By following these guidelines, you can ensure the proper care and well-being of your crested gecko hatchlings.
Potential Breeding Issues
When breeding Crested Geckos, one might face infertility issues that include:
- Troubles with Courtship Behavior: Proper mating behavior is crucial and any issue may lead to unsuccessful breeding attempts.
- Female Rejection: Sometimes, females might refuse a male’s advances, due to a lack of adequate conditions or incompatibility.
- Male Inadequacy: Males may have difficulties in the reproduction process if they have not reached full sexual maturity.
To mitigate these issues:
- Ensure both geckos have reached breeding age (around 15 months old)
- Provide a comfortable environment for the animals
- Monitor their behavior to identify any apparent issues
Crested Gecko breeding may lead to health complications, including:
- Absence of Egg Production: Female geckos might not produce eggs if their health is compromised, or if their nutritional needs are not met.
- Egg Retention: Female geckos may retain their eggs within their bodies, leading to an increased risk of infection and other complications.
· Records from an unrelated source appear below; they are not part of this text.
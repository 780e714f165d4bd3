//! Hash-consed formulas over booleans and linear real arithmetic.
//!
//! Terms are immutable nodes owned by a `TermStore` and addressed by `Term`
//! handles. Structurally equal nodes are interned to the same handle, so
//! handle equality is structural equality.

use num_bigint::BigInt;
use num_rational::BigRational;
use num_traits::{One, Signed, Zero};
use rustc_hash::{FxHashMap, FxHashSet};
use std::fmt;

mod traverse;
pub use self::traverse::*;

#[derive(PartialEq, Eq, PartialOrd, Ord, Copy, Clone, Debug, Hash)]
pub struct Term(u32);

impl Term {
    pub fn index(self) -> usize {
        self.0 as usize
    }
}

#[derive(PartialEq, Eq, Copy, Clone, Debug, Hash)]
pub enum Sort {
    Bool,
    Real,
}

impl fmt::Display for Sort {
    fn fmt(&self, f: &mut fmt::Formatter) -> fmt::Result {
        match self {
            Sort::Bool => write!(f, "Bool"),
            Sort::Real => write!(f, "Real"),
        }
    }
}

#[derive(Clone, PartialEq, Eq, Hash, Debug)]
pub enum TermKind {
    True,
    False,
    Var(String, Sort),
    Num(BigRational),
    Not(Term),
    And(Vec<Term>),
    Or(Vec<Term>),
    Iff(Term, Term),
    Add(Vec<Term>),
    /// Scaling of a real term by a constant, the only multiplication allowed
    Mul(BigRational, Term),
    Le(Term, Term),
    Lt(Term, Term),
    /// Equality between real terms, boolean equality is `Iff`
    Eq(Term, Term),
    Exists(Vec<Term>, Term),
    Forall(Vec<Term>, Term),
}

#[derive(Default)]
pub struct TermStore {
    nodes: Vec<TermKind>,
    table: FxHashMap<TermKind, Term>,
    names: FxHashSet<String>,
    fresh: FxHashMap<String, usize>,
}

impl TermStore {
    pub fn new() -> Self {
        Self::default()
    }

    pub fn len(&self) -> usize {
        self.nodes.len()
    }

    pub fn is_empty(&self) -> bool {
        self.nodes.is_empty()
    }

    fn intern(&mut self, kind: TermKind) -> Term {
        if let Some(&t) = self.table.get(&kind) {
            return t;
        }
        let t = Term(self.nodes.len() as u32);
        self.nodes.push(kind.clone());
        self.table.insert(kind, t);
        t
    }

    pub fn kind(&self, t: Term) -> &TermKind {
        &self.nodes[t.index()]
    }

    pub fn sort(&self, t: Term) -> Sort {
        match self.kind(t) {
            TermKind::Var(_, sort) => *sort,
            TermKind::Num(_) | TermKind::Add(_) | TermKind::Mul(_, _) => Sort::Real,
            _ => Sort::Bool,
        }
    }

    pub fn mk_true(&mut self) -> Term {
        self.intern(TermKind::True)
    }

    pub fn mk_false(&mut self) -> Term {
        self.intern(TermKind::False)
    }

    pub fn mk_bool(&mut self, value: bool) -> Term {
        if value {
            self.mk_true()
        } else {
            self.mk_false()
        }
    }

    pub fn is_true(&self, t: Term) -> bool {
        *self.kind(t) == TermKind::True
    }

    pub fn is_false(&self, t: Term) -> bool {
        *self.kind(t) == TermKind::False
    }

    /// Returns the variable named `name`, declaring it on first use.
    pub fn mk_var(&mut self, name: &str, sort: Sort) -> Term {
        self.names.insert(name.to_string());
        self.intern(TermKind::Var(name.to_string(), sort))
    }

    /// Returns a variable whose name has not been used in this store yet.
    pub fn mk_fresh(&mut self, hint: &str, sort: Sort) -> Term {
        let mut counter = self.fresh.get(hint).copied().unwrap_or(0);
        let name = loop {
            let candidate = format!("{}!{}", hint, counter);
            counter += 1;
            if !self.names.contains(&candidate) {
                break candidate;
            }
        };
        self.fresh.insert(hint.to_string(), counter);
        self.mk_var(&name, sort)
    }

    pub fn is_var(&self, t: Term) -> bool {
        matches!(self.kind(t), TermKind::Var(_, _))
    }

    pub fn is_bool_var(&self, t: Term) -> bool {
        matches!(self.kind(t), TermKind::Var(_, Sort::Bool))
    }

    pub fn var_name(&self, t: Term) -> Option<&str> {
        match self.kind(t) {
            TermKind::Var(name, _) => Some(name.as_str()),
            _ => None,
        }
    }

    pub fn is_quantifier(&self, t: Term) -> bool {
        matches!(self.kind(t), TermKind::Exists(_, _) | TermKind::Forall(_, _))
    }

    /// Boolean terms that are not built from boolean connectives.
    pub fn is_atom(&self, t: Term) -> bool {
        match self.kind(t) {
            TermKind::True
            | TermKind::False
            | TermKind::Not(_)
            | TermKind::And(_)
            | TermKind::Or(_)
            | TermKind::Iff(_, _) => false,
            _ => self.sort(t) == Sort::Bool,
        }
    }

    pub fn mk_num(&mut self, value: BigRational) -> Term {
        self.intern(TermKind::Num(value))
    }

    pub fn mk_int(&mut self, value: i64) -> Term {
        self.mk_num(BigRational::from_integer(BigInt::from(value)))
    }

    pub fn num_value(&self, t: Term) -> Option<&BigRational> {
        match self.kind(t) {
            TermKind::Num(n) => Some(n),
            _ => None,
        }
    }

    pub fn mk_not(&mut self, a: Term) -> Term {
        match self.kind(a) {
            TermKind::True => self.mk_false(),
            TermKind::False => self.mk_true(),
            TermKind::Not(inner) => *inner,
            _ => self.intern(TermKind::Not(a)),
        }
    }

    /// Flattens nested conjunctions, drops `true` and duplicates, and detects
    /// `false` and complementary conjuncts.
    pub fn mk_and<I: IntoIterator<Item = Term>>(&mut self, args: I) -> Term {
        match self.flatten(args, true) {
            None => self.mk_false(),
            Some(flat) => match flat.len() {
                0 => self.mk_true(),
                1 => flat[0],
                _ => self.intern(TermKind::And(flat)),
            },
        }
    }

    pub fn mk_or<I: IntoIterator<Item = Term>>(&mut self, args: I) -> Term {
        match self.flatten(args, false) {
            None => self.mk_true(),
            Some(flat) => match flat.len() {
                0 => self.mk_false(),
                1 => flat[0],
                _ => self.intern(TermKind::Or(flat)),
            },
        }
    }

    /// Returns `None` if the absorbing element was found.
    fn flatten<I: IntoIterator<Item = Term>>(&self, args: I, conjunction: bool) -> Option<Vec<Term>> {
        let mut todo: Vec<Term> = args.into_iter().collect();
        todo.reverse();
        let mut flat = Vec::new();
        let mut seen = FxHashSet::default();
        while let Some(t) = todo.pop() {
            match (self.kind(t), conjunction) {
                (TermKind::True, true) | (TermKind::False, false) => continue,
                (TermKind::False, true) | (TermKind::True, false) => return None,
                (TermKind::And(inner), true) | (TermKind::Or(inner), false) => {
                    todo.extend(inner.iter().rev().copied());
                }
                _ => {
                    if seen.insert(t) {
                        flat.push(t);
                    }
                }
            }
        }
        for &t in &flat {
            if let TermKind::Not(inner) = self.kind(t) {
                if seen.contains(inner) {
                    return None;
                }
            }
        }
        Some(flat)
    }

    pub fn mk_iff(&mut self, a: Term, b: Term) -> Term {
        if a == b {
            return self.mk_true();
        }
        if self.is_true(a) {
            return b;
        }
        if self.is_true(b) {
            return a;
        }
        if self.is_false(a) {
            return self.mk_not(b);
        }
        if self.is_false(b) {
            return self.mk_not(a);
        }
        let complementary = match (self.kind(a), self.kind(b)) {
            (TermKind::Not(x), _) if *x == b => true,
            (_, TermKind::Not(y)) if *y == a => true,
            _ => false,
        };
        if complementary {
            return self.mk_false();
        }
        let (a, b) = if a <= b { (a, b) } else { (b, a) };
        self.intern(TermKind::Iff(a, b))
    }

    pub fn mk_implies(&mut self, a: Term, b: Term) -> Term {
        let not_a = self.mk_not(a);
        self.mk_or(vec![not_a, b])
    }

    /// Equality, dispatching to `mk_iff` for boolean arguments.
    pub fn mk_eq(&mut self, a: Term, b: Term) -> Term {
        if self.sort(a) == Sort::Bool {
            return self.mk_iff(a, b);
        }
        if a == b {
            return self.mk_true();
        }
        if let (Some(x), Some(y)) = (self.num_value(a), self.num_value(b)) {
            let value = x == y;
            return self.mk_bool(value);
        }
        let (a, b) = if a <= b { (a, b) } else { (b, a) };
        self.intern(TermKind::Eq(a, b))
    }

    pub fn mk_distinct(&mut self, a: Term, b: Term) -> Term {
        let eq = self.mk_eq(a, b);
        self.mk_not(eq)
    }

    pub fn mk_add<I: IntoIterator<Item = Term>>(&mut self, args: I) -> Term {
        let mut todo: Vec<Term> = args.into_iter().collect();
        todo.reverse();
        let mut flat = Vec::new();
        let mut constant = BigRational::zero();
        while let Some(t) = todo.pop() {
            match self.kind(t) {
                TermKind::Num(n) => constant += n,
                TermKind::Add(inner) => todo.extend(inner.iter().rev().copied()),
                _ => flat.push(t),
            }
        }
        if !constant.is_zero() || flat.is_empty() {
            let c = self.mk_num(constant);
            flat.push(c);
        }
        if flat.len() == 1 {
            flat[0]
        } else {
            self.intern(TermKind::Add(flat))
        }
    }

    pub fn mk_mul(&mut self, coefficient: BigRational, t: Term) -> Term {
        if coefficient.is_zero() {
            return self.mk_num(coefficient);
        }
        if coefficient.is_one() {
            return t;
        }
        match self.kind(t) {
            TermKind::Num(n) => {
                let value = n * &coefficient;
                self.mk_num(value)
            }
            TermKind::Mul(inner_coefficient, inner) => {
                let value = inner_coefficient * &coefficient;
                let inner = *inner;
                self.mk_mul(value, inner)
            }
            _ => self.intern(TermKind::Mul(coefficient, t)),
        }
    }

    pub fn mk_neg(&mut self, t: Term) -> Term {
        self.mk_mul(-BigRational::one(), t)
    }

    pub fn mk_sub(&mut self, a: Term, b: Term) -> Term {
        let neg = self.mk_neg(b);
        self.mk_add(vec![a, neg])
    }

    pub fn mk_le(&mut self, a: Term, b: Term) -> Term {
        if a == b {
            return self.mk_true();
        }
        if let (Some(x), Some(y)) = (self.num_value(a), self.num_value(b)) {
            let value = x <= y;
            return self.mk_bool(value);
        }
        self.intern(TermKind::Le(a, b))
    }

    pub fn mk_lt(&mut self, a: Term, b: Term) -> Term {
        if a == b {
            return self.mk_false();
        }
        if let (Some(x), Some(y)) = (self.num_value(a), self.num_value(b)) {
            let value = x < y;
            return self.mk_bool(value);
        }
        self.intern(TermKind::Lt(a, b))
    }

    pub fn mk_ge(&mut self, a: Term, b: Term) -> Term {
        self.mk_le(b, a)
    }

    pub fn mk_gt(&mut self, a: Term, b: Term) -> Term {
        self.mk_lt(b, a)
    }

    pub fn mk_quantifier(&mut self, forall: bool, vars: Vec<Term>, body: Term) -> Term {
        if vars.is_empty() || self.is_true(body) || self.is_false(body) {
            return body;
        }
        if forall {
            self.intern(TermKind::Forall(vars, body))
        } else {
            self.intern(TermKind::Exists(vars, body))
        }
    }

    pub fn mk_exists(&mut self, vars: Vec<Term>, body: Term) -> Term {
        self.mk_quantifier(false, vars, body)
    }

    pub fn mk_forall(&mut self, vars: Vec<Term>, body: Term) -> Term {
        self.mk_quantifier(true, vars, body)
    }

    /// The immediate sub-terms; bound variables of quantifiers are not children.
    pub fn children(&self, t: Term) -> Vec<Term> {
        match self.kind(t) {
            TermKind::True | TermKind::False | TermKind::Var(_, _) | TermKind::Num(_) => Vec::new(),
            TermKind::Not(a) | TermKind::Mul(_, a) => vec![*a],
            TermKind::And(args) | TermKind::Or(args) | TermKind::Add(args) => args.clone(),
            TermKind::Iff(a, b) | TermKind::Le(a, b) | TermKind::Lt(a, b) | TermKind::Eq(a, b) => {
                vec![*a, *b]
            }
            TermKind::Exists(_, body) | TermKind::Forall(_, body) => vec![*body],
        }
    }

    /// Rebuilds `t` with the given children through the smart constructors.
    pub fn rebuild(&mut self, t: Term, args: &[Term]) -> Term {
        match self.kind(t).clone() {
            TermKind::True | TermKind::False | TermKind::Var(_, _) | TermKind::Num(_) => t,
            TermKind::Not(_) => self.mk_not(args[0]),
            TermKind::And(_) => self.mk_and(args.iter().copied()),
            TermKind::Or(_) => self.mk_or(args.iter().copied()),
            TermKind::Iff(_, _) => self.mk_iff(args[0], args[1]),
            TermKind::Add(_) => self.mk_add(args.iter().copied()),
            TermKind::Mul(c, _) => self.mk_mul(c, args[0]),
            TermKind::Le(_, _) => self.mk_le(args[0], args[1]),
            TermKind::Lt(_, _) => self.mk_lt(args[0], args[1]),
            TermKind::Eq(_, _) => self.mk_eq(args[0], args[1]),
            TermKind::Exists(vars, _) => self.mk_exists(vars, args[0]),
            TermKind::Forall(vars, _) => self.mk_forall(vars, args[0]),
        }
    }

    pub fn display(&self, t: Term) -> TermDisplay {
        TermDisplay { store: self, term: t }
    }

    pub fn display_all<'a>(&'a self, terms: &'a [Term]) -> TermsDisplay<'a> {
        TermsDisplay { store: self, terms }
    }
}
- Dystocia: Difficulty in laying eggs may occur if the female gecko faces obstructions due to physical issues or has been housed in improper conditions.
To prevent these health complications:
- Provide proper nutrition and supplements for the geckos
- Maintain ideal temperature and humidity within their enclosure
- Ensure they have access to a suitable egg-laying site, such as a moist, sheltered area with appropriate substrate
By carefully monitoring your geckos’ environment and health, you can minimize potential breeding issues and ensure a successful breeding experience.